// Swapchain - Window presentation
//
// Manages the chain of images we render to and present to the screen.
// The chain is never patched in place: a rebuild destroys every image view,
// the depth attachment and the swapchain itself, then negotiates again.

use ash::vk;
use std::sync::Arc;

use super::gpu::{AcquireOutcome, GpuDevice, ImageDesc, PresentOutcome, SurfaceSupport, SwapchainDesc};
use crate::error::{Error, Result};

/// Prefer (BGRA8 UNORM, sRGB nonlinear); otherwise the first reported format.
pub fn choose_surface_format(formats: &[vk::SurfaceFormatKHR]) -> Option<vk::SurfaceFormatKHR> {
    formats
        .iter()
        .find(|f| {
            f.format == vk::Format::B8G8R8A8_UNORM
                && f.color_space == vk::ColorSpaceKHR::SRGB_NONLINEAR
        })
        .or_else(|| formats.first())
        .copied()
}

/// The preferred mode when supported, FIFO otherwise (always available).
pub fn choose_present_mode(
    modes: &[vk::PresentModeKHR],
    preferred: vk::PresentModeKHR,
) -> vk::PresentModeKHR {
    if modes.contains(&preferred) {
        preferred
    } else {
        vk::PresentModeKHR::FIFO
    }
}

/// Uses the surface's current extent unless it reports "any", in which case
/// the requested size is clamped into the surface limits.
pub fn choose_extent(caps: &vk::SurfaceCapabilitiesKHR, width: u32, height: u32) -> vk::Extent2D {
    if caps.current_extent.width != u32::MAX {
        return caps.current_extent;
    }
    vk::Extent2D {
        width: width.clamp(caps.min_image_extent.width, caps.max_image_extent.width),
        height: height.clamp(caps.min_image_extent.height, caps.max_image_extent.height),
    }
}

/// One more than the minimum, capped by the maximum when the surface has one.
pub fn choose_image_count(caps: &vk::SurfaceCapabilitiesKHR) -> u32 {
    let mut image_count = caps.min_image_count + 1;
    if caps.max_image_count > 0 && image_count > caps.max_image_count {
        image_count = caps.max_image_count;
    }
    image_count
}

pub fn negotiate(
    support: &SurfaceSupport,
    preferred_mode: vk::PresentModeKHR,
    width: u32,
    height: u32,
) -> Result<SwapchainDesc> {
    let format = choose_surface_format(&support.formats)
        .ok_or_else(|| Error::Surface("surface reports no formats".to_string()))?;
    if support.present_modes.is_empty() {
        return Err(Error::Surface("surface reports no present modes".to_string()));
    }
    Ok(SwapchainDesc {
        image_count: choose_image_count(&support.capabilities),
        format,
        present_mode: choose_present_mode(&support.present_modes, preferred_mode),
        extent: choose_extent(&support.capabilities, width, height),
        transform: support.capabilities.current_transform,
    })
}

pub struct Swapchain<D: GpuDevice> {
    handle: vk::SwapchainKHR,
    images: Vec<vk::Image>,
    image_views: Vec<vk::ImageView>,
    depth: Option<D::Image>,
    format: vk::SurfaceFormatKHR,
    present_mode: vk::PresentModeKHR,
    extent: vk::Extent2D,
    preferred_mode: vk::PresentModeKHR,
    device: Arc<D>,
}

impl<D: GpuDevice> Swapchain<D> {
    pub fn new(
        device: Arc<D>,
        width: u32,
        height: u32,
        preferred_mode: vk::PresentModeKHR,
    ) -> Result<Self> {
        let mut swapchain = Self {
            handle: vk::SwapchainKHR::null(),
            images: Vec::new(),
            image_views: Vec::new(),
            depth: None,
            format: vk::SurfaceFormatKHR::default(),
            present_mode: preferred_mode,
            extent: vk::Extent2D { width, height },
            preferred_mode,
            device,
        };
        swapchain.build(width, height)?;
        Ok(swapchain)
    }

    /// Destroys the current chain, then creates a new one for the given size.
    pub fn recreate(&mut self, width: u32, height: u32) -> Result<()> {
        log::info!("Recreating swapchain: {}x{}", width, height);
        self.destroy_chain();
        self.build(width, height)
    }

    fn build(&mut self, width: u32, height: u32) -> Result<()> {
        let support = self.device.surface_support()?;
        let desc = negotiate(&support, self.preferred_mode, width, height)?;
        log::info!(
            "Creating swapchain: {}x{}, {:?}, {} images requested",
            desc.extent.width,
            desc.extent.height,
            desc.present_mode,
            desc.image_count
        );

        let (handle, images) = self.device.create_swapchain(&desc)?;
        self.handle = handle;
        self.images = images;
        self.format = desc.format;
        self.present_mode = desc.present_mode;
        self.extent = desc.extent;

        for &image in &self.images {
            let view = self
                .device
                .create_image_view(image, desc.format.format, vk::ImageAspectFlags::COLOR)?;
            self.image_views.push(view);
        }

        let info = self.device.info();
        self.depth = Some(self.device.create_image(&ImageDesc {
            width: desc.extent.width,
            height: desc.extent.height,
            format: info.depth_format,
            usage: vk::ImageUsageFlags::DEPTH_STENCIL_ATTACHMENT,
            aspect: vk::ImageAspectFlags::DEPTH,
        })?);

        log::info!("Created swapchain with {} images", self.images.len());
        Ok(())
    }

    fn destroy_chain(&mut self) {
        if let Some(mut depth) = self.depth.take() {
            self.device.destroy_image(&mut depth);
        }
        for view in self.image_views.drain(..) {
            self.device.destroy_image_view(view);
        }
        self.images.clear();
        if self.handle != vk::SwapchainKHR::null() {
            self.device.destroy_swapchain(self.handle);
            self.handle = vk::SwapchainKHR::null();
        }
    }

    pub fn acquire_next_image(
        &self,
        timeout_ns: u64,
        semaphore: vk::Semaphore,
        fence: vk::Fence,
    ) -> Result<AcquireOutcome> {
        self.device
            .acquire_next_image(self.handle, timeout_ns, semaphore, fence)
    }

    pub fn present(&self, image_index: u32, wait: vk::Semaphore) -> Result<PresentOutcome> {
        self.device.queue_present(self.handle, image_index, wait)
    }

    pub fn image_count(&self) -> usize {
        self.images.len()
    }

    pub fn image_views(&self) -> &[vk::ImageView] {
        &self.image_views
    }

    pub fn depth_view(&self) -> Option<vk::ImageView> {
        self.depth.as_ref().map(|depth| self.device.image_view(depth))
    }

    pub fn format(&self) -> vk::SurfaceFormatKHR {
        self.format
    }

    pub fn present_mode(&self) -> vk::PresentModeKHR {
        self.present_mode
    }

    pub fn extent(&self) -> vk::Extent2D {
        self.extent
    }
}

impl<D: GpuDevice> Drop for Swapchain<D> {
    fn drop(&mut self) {
        self.destroy_chain();
    }
}

#[cfg(test)]
mod tests {
    use super::*;

    fn caps(min: u32, max: u32) -> vk::SurfaceCapabilitiesKHR {
        vk::SurfaceCapabilitiesKHR {
            min_image_count: min,
            max_image_count: max,
            current_extent: vk::Extent2D {
                width: u32::MAX,
                height: u32::MAX,
            },
            min_image_extent: vk::Extent2D { width: 16, height: 16 },
            max_image_extent: vk::Extent2D {
                width: 1920,
                height: 1080,
            },
            ..Default::default()
        }
    }

    #[test]
    fn prefers_bgra_unorm_srgb() {
        let formats = [
            vk::SurfaceFormatKHR {
                format: vk::Format::R8G8B8A8_SRGB,
                color_space: vk::ColorSpaceKHR::SRGB_NONLINEAR,
            },
            vk::SurfaceFormatKHR {
                format: vk::Format::B8G8R8A8_UNORM,
                color_space: vk::ColorSpaceKHR::SRGB_NONLINEAR,
            },
        ];
        assert_eq!(choose_surface_format(&formats), Some(formats[1]));
        assert_eq!(choose_surface_format(&formats[..1]), Some(formats[0]));
        assert_eq!(choose_surface_format(&[]), None);
    }

    #[test]
    fn falls_back_to_fifo() {
        let modes = [vk::PresentModeKHR::FIFO, vk::PresentModeKHR::IMMEDIATE];
        assert_eq!(
            choose_present_mode(&modes, vk::PresentModeKHR::MAILBOX),
            vk::PresentModeKHR::FIFO
        );
        assert_eq!(
            choose_present_mode(&modes, vk::PresentModeKHR::IMMEDIATE),
            vk::PresentModeKHR::IMMEDIATE
        );
    }

    #[test]
    fn extent_is_clamped_only_for_any_sentinel() {
        let any = caps(2, 3);
        let clamped = choose_extent(&any, 4000, 8);
        assert_eq!((clamped.width, clamped.height), (1920, 16));

        let mut fixed = caps(2, 3);
        fixed.current_extent = vk::Extent2D {
            width: 640,
            height: 480,
        };
        let extent = choose_extent(&fixed, 800, 600);
        assert_eq!((extent.width, extent.height), (640, 480));
    }

    #[test]
    fn image_count_respects_caps() {
        assert_eq!(choose_image_count(&caps(2, 3)), 3);
        assert_eq!(choose_image_count(&caps(3, 3)), 3);
        assert_eq!(choose_image_count(&caps(2, 0)), 3);
    }

    #[test]
    fn negotiation_rejects_empty_support() {
        let support = SurfaceSupport {
            capabilities: caps(2, 3),
            formats: Vec::new(),
            present_modes: vec![vk::PresentModeKHR::FIFO],
        };
        assert!(matches!(
            negotiate(&support, vk::PresentModeKHR::MAILBOX, 800, 600),
            Err(Error::Surface(_))
        ));
    }
}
****
→ **WHAT IS BEING ASKED**
Go through the material above line by line and work out how many lines contain the word "ImageDesc"; give only that number.

→ **SOLUTION TO THIS PROBLEM**
2